From what I can tell the others require a single write master.

My only gripe with it so far is their documentation could use some updating.
The onboarding path isn't real straight forward. I've had to jump around to
different parts of the documentation and piece together stuff to get started.

------
plantel
I built an app with Neo4j once. It was a Rails app, built it from scratch in
Neo4j.rb. I was hired by business where the owner hadn't coded any apps in 15
years and was obsessed with the theory of the graph database and how it was so
much "easier" than using SQL.

Suddenly, every useful gem that allows you to throw together an app in 5
minutes had to be rewritten from the ground up. Things like authentication,
pagination, etc. which could be done in 10 minutes in a standard Rails app
took days.

The worst part is that I was not permitted to contribute these customs gems
back to Open Source.
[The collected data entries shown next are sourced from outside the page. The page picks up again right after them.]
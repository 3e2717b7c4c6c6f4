use std::future::Future;
use std::path::Path;
use std::sync::Arc;

use tokio::sync::broadcast;

use registrar_core::{ContainerState, Observable};
use registrar_policy::Policy;
use registrar_sync::{KvStore, WriterFactory};

use crate::configuration::{ConfigState, Configuration};
use crate::docker::ContainerRuntime;
use crate::error::{io_err, DaemonError};
use crate::manager::Manager;
use crate::settings::Settings;
use crate::watcher::Watcher;

/// Process entry point: load settings from `settings_path` (defaults when
/// missing), install tracing, then run the selected policies on a fresh
/// multi-threaded runtime until `signal` resolves.
///
/// A binary passes something like
/// `async { let _ = tokio::signal::ctrl_c().await; }` as the signal.
pub fn start_blocking<S>(
    settings_path: &Path,
    runtime: Arc<dyn ContainerRuntime>,
    store: Arc<dyn KvStore>,
    signal: S,
) -> Result<(), DaemonError>
where
    S: Future<Output = ()> + Send + 'static,
{
    let settings = Settings::load_at(settings_path)?;
    init_tracing(settings.log_json);
    let policies = settings.select_policies()?;
    let tokio = tokio::runtime::Builder::new_multi_thread()
        .enable_all()
        .build()
        .map_err(|e| io_err("tokio-runtime", e))?;
    tokio.block_on(run_until(settings, policies, runtime, store, signal))
}

/// Run until `signal` resolves or a task fails.
///
/// Only an unreachable store at startup is fatal; everything after that is
/// logged and retried.
pub async fn run_until<S>(
    settings: Settings,
    policies: Vec<Arc<Policy>>,
    runtime: Arc<dyn ContainerRuntime>,
    store: Arc<dyn KvStore>,
    signal: S,
) -> Result<(), DaemonError>
where
    S: Future<Output = ()> + Send + 'static,
{
    let version = store.version().await?;
    tracing::info!(store = %version, policies = policies.len(), ttl = ?settings.ttl(), "starting registrar");

    let containers = Arc::new(Observable::<ContainerState>::new());
    let configs = Arc::new(Observable::<ConfigState>::new());
    let (shutdown_tx, _) = broadcast::channel::<()>(16);

    let watcher_handle = {
        let mut shutdown_rx = shutdown_tx.subscribe();
        let containers = containers.clone();
        let restart_delay = settings.watcher_restart_delay();
        tokio::spawn(async move {
            loop {
                let watcher = Watcher::new(runtime.clone(), containers.clone());
                tokio::select! {
                    _ = shutdown_rx.recv() => break,
                    result = watcher.run() => {
                        match result {
                            Ok(()) => break,
                            Err(err) => tracing::error!(error = %err, "container watcher failed, restarting"),
                        }
                    }
                }
                tokio::select! {
                    _ = shutdown_rx.recv() => break,
                    _ = tokio::time::sleep(restart_delay) => {}
                }
            }
            containers.close();
            Ok::<(), DaemonError>(())
        })
    };

    let configuration_handle = {
        let shutdown = shutdown_tx.clone();
        let shutdown_rx = shutdown_tx.subscribe();
        let configuration = Configuration::new(
            policies,
            settings.static_config_dir.clone(),
            store.clone(),
            settings.store_retry_delay(),
            configs.clone(),
        );
        tokio::spawn(async move {
            let result = configuration.run(shutdown_rx).await;
            let _ = shutdown.send(());
            result
        })
    };

    let manager_handle = {
        let shutdown = shutdown_tx.clone();
        let manager = Manager::new(
            containers.clone(),
            WriterFactory::new(store.clone(), settings.ttl()),
        );
        let configs = configs.clone();
        tokio::spawn(async move {
            let stats = manager.run(configs).await;
            tracing::info!(
                created = stats.created,
                removed = stats.removed,
                restarted = stats.restarted,
                failed = stats.failed,
                "manager finished",
            );
            let _ = shutdown.send(());
            Ok::<(), DaemonError>(())
        })
    };

    let signal_handle = {
        let shutdown = shutdown_tx.clone();
        let mut shutdown_rx = shutdown_tx.subscribe();
        tokio::spawn(async move {
            tokio::select! {
                _ = shutdown_rx.recv() => {}
                _ = signal => {
                    let _ = shutdown.send(());
                }
            }
            Ok::<(), DaemonError>(())
        })
    };

    let (watcher_result, configuration_result, manager_result, signal_result) = tokio::join!(
        watcher_handle,
        configuration_handle,
        manager_handle,
        signal_handle
    );

    handle_join("watcher", watcher_result)?;
    handle_join("configuration", configuration_result)?;
    handle_join("manager", manager_result)?;
    handle_join("signal_handler", signal_result)?;
    Ok(())
}

fn handle_join(
    task: &'static str,
    result: Result<Result<(), DaemonError>, tokio::task::JoinError>,
) -> Result<(), DaemonError> {
    match result {
        Ok(inner) => inner,
        Err(err) => Err(DaemonError::Join {
            task,
            message: err.to_string(),
        }),
    }
}

/// Install the global subscriber: `RUST_LOG` or `info`, optionally as JSON
/// lines. Later calls are no-ops.
pub fn init_tracing(json: bool) {
    use tracing_subscriber::{fmt, EnvFilter};

    let filter = EnvFilter::try_from_default_env().unwrap_or_else(|_| EnvFilter::new("info"));
    let builder = fmt().with_env_filter(filter).with_target(false);
    let _ = if json {
        builder.json().try_init()
    } else {
        builder.try_init()
    };
}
He was a very selfish person who used almost exclusively
proprietary software and thought that any of the long hours we spent to
rebuild all of these basic puzzle pieces to work with Neo4J would give other
people a leg up or advantage - as if competitors out there would decide to
build a direct competitor with our identical tech stack and we wanted to slow
them down as much as possible... sorry boss, but if they wanted to build a
competitor prototype they would just build it with an SQL relational database
and have the entire app done in 2 weeks.

About 3 months into the project I mentioned to someone at a technology meetup
that I was building in app in Neo4j.rb and he laughed at me. I was drinking
the graph koolaid still at the time and tried telling him about the
advantages. He told me that as soon as the app was deployed I would see how
much extra work I would have in-store for me. To be fair, he was right.
Migrations just didn't work the same. Eventually I was discharged from the
company because I did not agree with the management's unethical business
practices and continue doing shady things and agree with their moral
jusitifcations for crimes so the app never actually saw the light of day.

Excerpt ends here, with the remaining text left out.